To reinforce this opinion an article was mentioned http://www.habcycles.com/m7.html about 7 different steels and making an identical bike out of them, with the only difference being the materials used. (worth reading BTW) The author (I think) kind of chickened out in his evaluations only stating that he “thought” he could tell a difference but that he wasn't sure. This was a great opportunity to be totally anal and analytical about the test and rally highlight the differences but (IMO) the author didn't do it. Regardless, it's the only article about this I have ever seen and if you read between the lines, you can get some good information.

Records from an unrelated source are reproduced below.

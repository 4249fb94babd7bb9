//! MakerPass terminal binary.
//!
//! Loads the configuration, connects to the authority and runs the control
//! loop against the console peripherals: relay, display and indicator changes
//! are logged, and card codes are read from stdin one per line.
//!
//! # Usage
//!
//! ```text
//! makerpass-terminal --config /etc/makerpass.toml
//! RUST_LOG=debug makerpass-terminal --url ws://127.0.0.1:8080/ws
//! ```

use std::path::PathBuf;

use anyhow::Context;
use clap::Parser;
use makerpass_controller::DeviceIdentity;
use makerpass_core::Config;
use makerpass_hardware::console::{LineCardReader, LogDisplay, LogIndicator, LogRelay};
use makerpass_network::{TransportCommand, TransportConfig, TransportHandle, spawn_transport};
use makerpass_terminal::{Peripherals, Runtime};
use tokio::io::BufReader;
use tracing::{error, info, warn};
use tracing_subscriber::EnvFilter;

/// MakerPass RFID access terminal.
#[derive(Debug, Parser)]
#[command(
    name = "makerpass-terminal",
    about = "MakerPass RFID access terminal for doors and machines",
    version
)]
struct Cli {
    /// Path to the TOML configuration file.
    #[arg(long, default_value = "makerpass.toml", env = "MAKERPASS_CONFIG")]
    config: PathBuf,

    /// Authority WebSocket URL, overriding `[authority] url` in the file.
    #[arg(long, env = "MAKERPASS_URL")]
    url: Option<String>,

    /// Validate the configuration and exit.
    #[arg(long)]
    check: bool,
}

impl Cli {
    fn load_config(&self) -> anyhow::Result<Config> {
        let mut config = Config::load(&self.config)
            .with_context(|| format!("failed to load config from {}", self.config.display()))?;

        if let Some(url) = &self.url {
            config.authority.url = url.clone();
        }

        config
            .validate()
            .with_context(|| format!("invalid config in {}", self.config.display()))?;
        Ok(config)
    }
}

#[tokio::main]
async fn main() -> anyhow::Result<()> {
    tracing_subscriber::fmt()
        .with_env_filter(
            EnvFilter::try_from_default_env().unwrap_or_else(|_| EnvFilter::new("info")),
        )
        .init();

    let cli = Cli::parse();
    let config = cli.load_config()?;

    if cli.check {
        println!("{}: ok", cli.config.display());
        return Ok(());
    }

    info!(
        resource_id = %config.device.resource_id,
        device_type = %config.device.device_type,
        authority = %config.authority.url,
        version = makerpass_core::VERSION,
        "MakerPass terminal starting"
    );

    let (transport, transport_task) = spawn_transport(TransportConfig {
        url: config.authority.url.clone(),
        reconnect_interval: config.authority.reconnect_interval(),
        connect_timeout: config.authority.connect_timeout(),
    });
    let (commands, events) = transport.into_parts();

    let peripherals = Peripherals {
        relay: LogRelay::new(),
        display: LogDisplay,
        indicator: LogIndicator,
        reader: LineCardReader::new(BufReader::new(tokio::io::stdin())),
    };
    let mut runtime = Runtime::new(
        DeviceIdentity::from(&config.device),
        &config.timing,
        peripherals,
    );

    tokio::select! {
        () = runtime.run(TransportHandle::new(commands.clone(), events)) => {
            warn!("Transport stopped unexpectedly");
        }
        signal = tokio::signal::ctrl_c() => match signal {
            Ok(()) => info!("Received Ctrl+C, shutting down"),
            Err(e) => error!("Failed to listen for Ctrl+C: {e}"),
        },
    }

    runtime.shutdown().await;

    // The transport may already be gone
    let _ = commands.send(TransportCommand::Shutdown).await;
    if let Err(e) = transport_task.await {
        error!("Transport task failed: {e}");
    }

    info!("MakerPass terminal stopped");

    // A pending blocking read on stdin would hold up runtime shutdown
    std::process::exit(0)
}
//! Access-control core of the MakerPass terminal.
//!
//! This crate decides, from card scans and authority messages, whether the
//! relay is energized, for how long, and under which offline rules. It is a
//! pure state machine: every operation takes the current time and returns the
//! [`ControllerAction`]s the driver must execute. No I/O happens here.
//!
//! # Components
//!
//! - [`ConnectivityState`]: link, socket and authentication flags
//! - [`KeepAliveMonitor`]: declares the authority dead after prolonged silence
//! - [`Handshake`]: `device_auth` on connect, auth result handling
//! - [`AccessRouter`]: maps scans and authority messages to decisions
//! - [`RelayMachine`]: relay and session lifecycle for door and machine devices
//! - [`PresenceMonitor`]: ends presence-gated sessions when the card is gone
//! - [`AccessController`]: owns all of the above and sequences them

pub mod action;
pub mod connectivity;
pub mod controller;
pub mod handshake;
pub mod keepalive;
pub mod presence;
pub mod relay;
pub mod router;

pub use action::ControllerAction;
pub use connectivity::ConnectivityState;
pub use controller::{AccessController, DeviceIdentity};
pub use handshake::Handshake;
pub use keepalive::KeepAliveMonitor;
pub use presence::{CardPresence, PresenceMonitor};
pub use relay::{RelayMachine, RelayState, RelayStateKind, RelayTransition, Session};
pub use router::{AccessRouter, Decision, MessageRoute, ScanRoute};
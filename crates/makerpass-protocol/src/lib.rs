//! Wire vocabulary between the access terminal and the authority.
//!
//! Messages are JSON objects discriminated by a `type` field. Outbound
//! messages are encoded with serde; inbound messages are decoded once at the
//! boundary by [`MessageParser`] into the closed [`Inbound`] enum.

pub mod error;
pub mod message;
pub mod parser;

pub use error::{ProtocolError, Result};
pub use message::{AuthGrant, Inbound, Outbound};
pub use parser::MessageParser;
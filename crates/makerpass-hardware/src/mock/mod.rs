//! Mock peripherals for testing and development.
//!
//! Each mock is returned together with a handle that drives its inputs or
//! records its outputs, so tests can run the control loop without hardware.

pub mod display;
pub mod indicator;
pub mod reader;
pub mod relay;

pub use display::{MockDisplay, MockDisplayHandle};
pub use indicator::{MockIndicator, MockIndicatorHandle};
pub use reader::{MockCardReader, MockCardReaderHandle};
pub use relay::{MockRelay, MockRelayHandle};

So this gets me to my question.
I am only talking about the older steel Schwinn Paramounts here. I am not including the Aluminum or mountain bike Paramounts here.
Schwinn had several different people making Paramounts over the years for them. Schwinn of course, Panasonic, the Waterford plant, and other Asian factories also. 
So....on to the question: 
What makes a Paramount a Paramount. Geometry only? I am basically interested in ride feel. Every bike feels differently and I am thinking about this and how it handles.
I am leaning towards “Must be geometry”, because Paramounts were made out of Reynolds 531, Columbus tubing and Tange steel. 

If it's not geometry, (meaning that the frame design was not similar), what was the binding factor aside from the name? I am really hoping that it's not just the name.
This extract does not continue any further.